[Data entries]
********************
//! Integration tests for the `wifista` CLI binary.
//!
//! Everything runs against the simulated radio, with the config directory
//! pointed away from the user's real configuration.
#![allow(clippy::unwrap_used)]

use assert_cmd::cargo::cargo_bin_cmd;
use predicates::prelude::*;

// ── Helpers ─────────────────────────────────────────────────────────

const NONEXISTENT_HOME: &str = "/tmp/wifista-cli-test-nonexistent";

/// Build a [`Command`] for the `wifista` binary with env isolation.
fn wifista_cmd_in(home: &str) -> assert_cmd::Command {
    let mut cmd = cargo_bin_cmd!("wifista");
    cmd.env("HOME", home)
        .env("XDG_CONFIG_HOME", home)
        .env("NO_COLOR", "1")
        .env_remove("RUST_LOG")
        .env_remove("WIFISTA_PROFILE")
        .env_remove("WIFISTA_OUTPUT")
        .env_remove("WIFISTA_PASSPHRASE");
    cmd
}

fn wifista_cmd() -> assert_cmd::Command {
    wifista_cmd_in(NONEXISTENT_HOME)
}

/// Concatenate stdout + stderr from a command output for flexible matching.
fn combined_output(output: &std::process::Output) -> String {
    let stdout = String::from_utf8_lossy(&output.stdout);
    let stderr = String::from_utf8_lossy(&output.stderr);
    format!("{stdout}{stderr}")
}

// ── Basic invocation ────────────────────────────────────────────────

#[test]
fn test_no_args_shows_help() {
    let output = wifista_cmd().output().unwrap();
    assert_eq!(output.status.code(), Some(2), "Expected exit code 2");
    let text = combined_output(&output);
    assert!(text.contains("Usage"), "Expected 'Usage' in output:\n{text}");
}

#[test]
fn test_help_flag() {
    wifista_cmd().arg("--help").assert().success().stdout(
        predicate::str::contains("simulate")
            .and(predicate::str::contains("config"))
            .and(predicate::str::contains("completions")),
    );
}

#[test]
fn test_version_flag() {
    wifista_cmd()
        .arg("--version")
        .assert()
        .success()
        .stdout(predicate::str::contains("wifista"));
}

#[test]
fn test_completions_zsh() {
    wifista_cmd()
        .args(["completions", "zsh"])
        .assert()
        .success()
        .stdout(predicate::str::is_empty().not());
}

// ── Simulate ────────────────────────────────────────────────────────

#[test]
fn test_simulate_connects_and_reports_json() {
    let output = wifista_cmd()
        .env("WIFISTA_PASSPHRASE", "correct-horse")
        .args(["simulate", "--ssid", "lab", "--latency-ms", "1", "-o", "json"])
        .output()
        .unwrap();
    assert!(output.status.success(), "{}", combined_output(&output));

    let report: serde_json::Value = serde_json::from_slice(&output.stdout).unwrap();
    assert_eq!(report["ssid"], "lab");
    assert_eq!(report["state"], "connected");
    assert_eq!(report["ip"], "192.168.1.100");
    assert_eq!(report["reconnect_count"], 0);
    assert_eq!(report["connect_requests"], 1);
}

#[test]
fn test_simulate_recovers_after_disconnects() {
    wifista_cmd()
        .env("WIFISTA_PASSPHRASE", "correct-horse")
        .args([
            "sim",
            "--ssid",
            "lab",
            "--attempt",
            "disconnect",
            "--attempt",
            "disconnect:auth-fail",
            "--attempt",
            "got-ip:10.0.0.7",
            "--max-reconnect",
            "5",
            "--latency-ms",
            "1",
            "-o",
            "plain",
        ])
        .assert()
        .success()
        .stdout(predicate::str::contains("10.0.0.7"));
}

#[test]
fn test_simulate_exhausted_budget_exits_connection() {
    let output = wifista_cmd()
        .env("WIFISTA_PASSPHRASE", "correct-horse")
        .args([
            "simulate",
            "--ssid",
            "lab",
            "--attempt",
            "disconnect",
            "--max-reconnect",
            "2",
            "--latency-ms",
            "1",
        ])
        .output()
        .unwrap();
    assert_eq!(output.status.code(), Some(7), "{}", combined_output(&output));
    let text = combined_output(&output);
    assert!(text.contains("after 2 reconnect attempts"), "{text}");
}

#[test]
fn test_simulate_silent_radio_times_out() {
    let output = wifista_cmd()
        .env("WIFISTA_PASSPHRASE", "correct-horse")
        .args([
            "simulate",
            "--ssid",
            "lab",
            "--attempt",
            "silent",
            "--fallback",
            "silent",
            "--timeout",
            "1",
        ])
        .output()
        .unwrap();
    assert_eq!(output.status.code(), Some(8), "{}", combined_output(&output));
}

#[test]
fn test_simulate_setup_failure_exits_general() {
    let output = wifista_cmd()
        .env("WIFISTA_PASSPHRASE", "correct-horse")
        .args(["simulate", "--ssid", "lab", "--fail-at", "radio-start"])
        .output()
        .unwrap();
    assert_eq!(output.status.code(), Some(1));
    let text = combined_output(&output);
    assert!(text.contains("radio-start"), "{text}");
}

#[test]
fn test_simulate_rejected_connect_exits_connection() {
    let output = wifista_cmd()
        .env("WIFISTA_PASSPHRASE", "correct-horse")
        .args(["simulate", "--ssid", "lab", "--fail-at", "connect", "--latency-ms", "1"])
        .timeout(std::time::Duration::from_secs(30))
        .output()
        .unwrap();
    assert_eq!(output.status.code(), Some(7), "{}", combined_output(&output));
}

#[test]
fn test_simulate_without_ssid_is_usage_error() {
    let output = wifista_cmd().arg("simulate").output().unwrap();
    assert_eq!(output.status.code(), Some(2));
    let text = combined_output(&output);
    assert!(text.contains("No network configured"), "{text}");
}

#[test]
fn test_simulate_unknown_profile_is_not_found() {
    let output = wifista_cmd()
        .args(["simulate", "--ssid", "lab", "--profile", "nowhere"])
        .output()
        .unwrap();
    assert_eq!(output.status.code(), Some(4));
}

#[test]
fn test_simulate_without_passphrase_is_auth_error() {
    let home = tempfile::tempdir().unwrap();
    let home = home.path().to_str().unwrap();
    wifista_cmd_in(home)
        .args(["config", "set", "ssid", "attic"])
        .assert()
        .success();

    let output = wifista_cmd_in(home).arg("simulate").output().unwrap();
    let text = combined_output(&output);
    assert_eq!(output.status.code(), Some(3), "{text}");
    assert!(text.contains("No passphrase configured"), "{text}");
}

#[test]
fn test_simulate_rejects_malformed_attempt() {
    let output = wifista_cmd()
        .args(["simulate", "--ssid", "lab", "--attempt", "reboot"])
        .output()
        .unwrap();
    assert_eq!(output.status.code(), Some(2));
}

#[test]
fn test_simulate_rejects_unknown_fault() {
    let output = wifista_cmd()
        .args(["simulate", "--ssid", "lab", "--fail-at", "power-cycle"])
        .output()
        .unwrap();
    assert_eq!(output.status.code(), Some(2));
}

// ── Config ──────────────────────────────────────────────────────────

#[test]
fn test_config_path_prints_location() {
    wifista_cmd()
        .args(["config", "path"])
        .assert()
        .success()
        .stdout(predicate::str::contains("config.toml"));
}

#[test]
fn test_config_set_then_simulate_from_profile() {
    let home = tempfile::tempdir().unwrap();
    let home = home.path().to_str().unwrap();

    wifista_cmd_in(home)
        .args(["config", "set", "ssid", "attic"])
        .assert()
        .success();
    wifista_cmd_in(home)
        .args(["config", "set", "max-reconnect-count", "3"])
        .assert()
        .success();

    wifista_cmd_in(home)
        .args(["config", "profiles", "-o", "plain"])
        .assert()
        .success()
        .stdout(predicate::str::contains("default"));

    let output = wifista_cmd_in(home)
        .env("WIFISTA_PASSPHRASE", "correct-horse")
        .args(["simulate", "--latency-ms", "1", "-o", "json-compact"])
        .output()
        .unwrap();
    assert!(output.status.success(), "{}", combined_output(&output));
    let report: serde_json::Value = serde_json::from_slice(&output.stdout).unwrap();
    assert_eq!(report["ssid"], "attic");
}

#[test]
fn test_config_defaults_choose_output_format() {
    let home = tempfile::tempdir().unwrap();
    let home = home.path().to_str().unwrap();

    let path = wifista_cmd_in(home).args(["config", "path"]).output().unwrap();
    let path = std::path::PathBuf::from(String::from_utf8(path.stdout).unwrap().trim());
    std::fs::create_dir_all(path.parent().unwrap()).unwrap();
    std::fs::write(&path, "[defaults]\noutput = \"json\"\ncolor = \"never\"\n").unwrap();

    let output = wifista_cmd_in(home)
        .env("WIFISTA_PASSPHRASE", "correct-horse")
        .args(["simulate", "--ssid", "lab", "--latency-ms", "1"])
        .output()
        .unwrap();
    assert!(output.status.success(), "{}", combined_output(&output));
    let report: serde_json::Value = serde_json::from_slice(&output.stdout).unwrap();
    assert_eq!(report["state"], "connected");

    wifista_cmd_in(home)
        .env("WIFISTA_PASSPHRASE", "correct-horse")
        .args(["simulate", "--ssid", "lab", "--latency-ms", "1", "-o", "plain"])
        .assert()
        .success()
        .stdout(predicate::str::contains("192.168.1.100"));
}

#[test]
fn test_config_set_unknown_key_is_usage_error() {
    let home = tempfile::tempdir().unwrap();
    let output = wifista_cmd_in(home.path().to_str().unwrap())
        .args(["config", "set", "colour", "blue"])
        .output()
        .unwrap();
    assert_eq!(output.status.code(), Some(2));
}

#[test]
fn test_config_use_unknown_profile_is_not_found() {
    let output = wifista_cmd()
        .args(["config", "use", "nowhere"])
        .output()
        .unwrap();
    assert_eq!(output.status.code(), Some(4));
}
********************
Work instruction → Beginning at the line that contains "let output = wifista_cmd_in(home.path().to_str().unwrap())", reproduce every line down to the last line of the entries above, exactly and only those.

Task solution →
    let output = wifista_cmd_in(home.path().to_str().unwrap())
        .args(["config", "set", "colour", "blue"])
        .output()
        .unwrap();
    assert_eq!(output.status.code(), Some(2));
}

#[test]
fn test_config_use_unknown_profile_is_not_found() {
    let output = wifista_cmd()
        .args(["config", "use", "nowhere"])
        .output()
        .unwrap();
    assert_eq!(output.status.code(), Some(4));
}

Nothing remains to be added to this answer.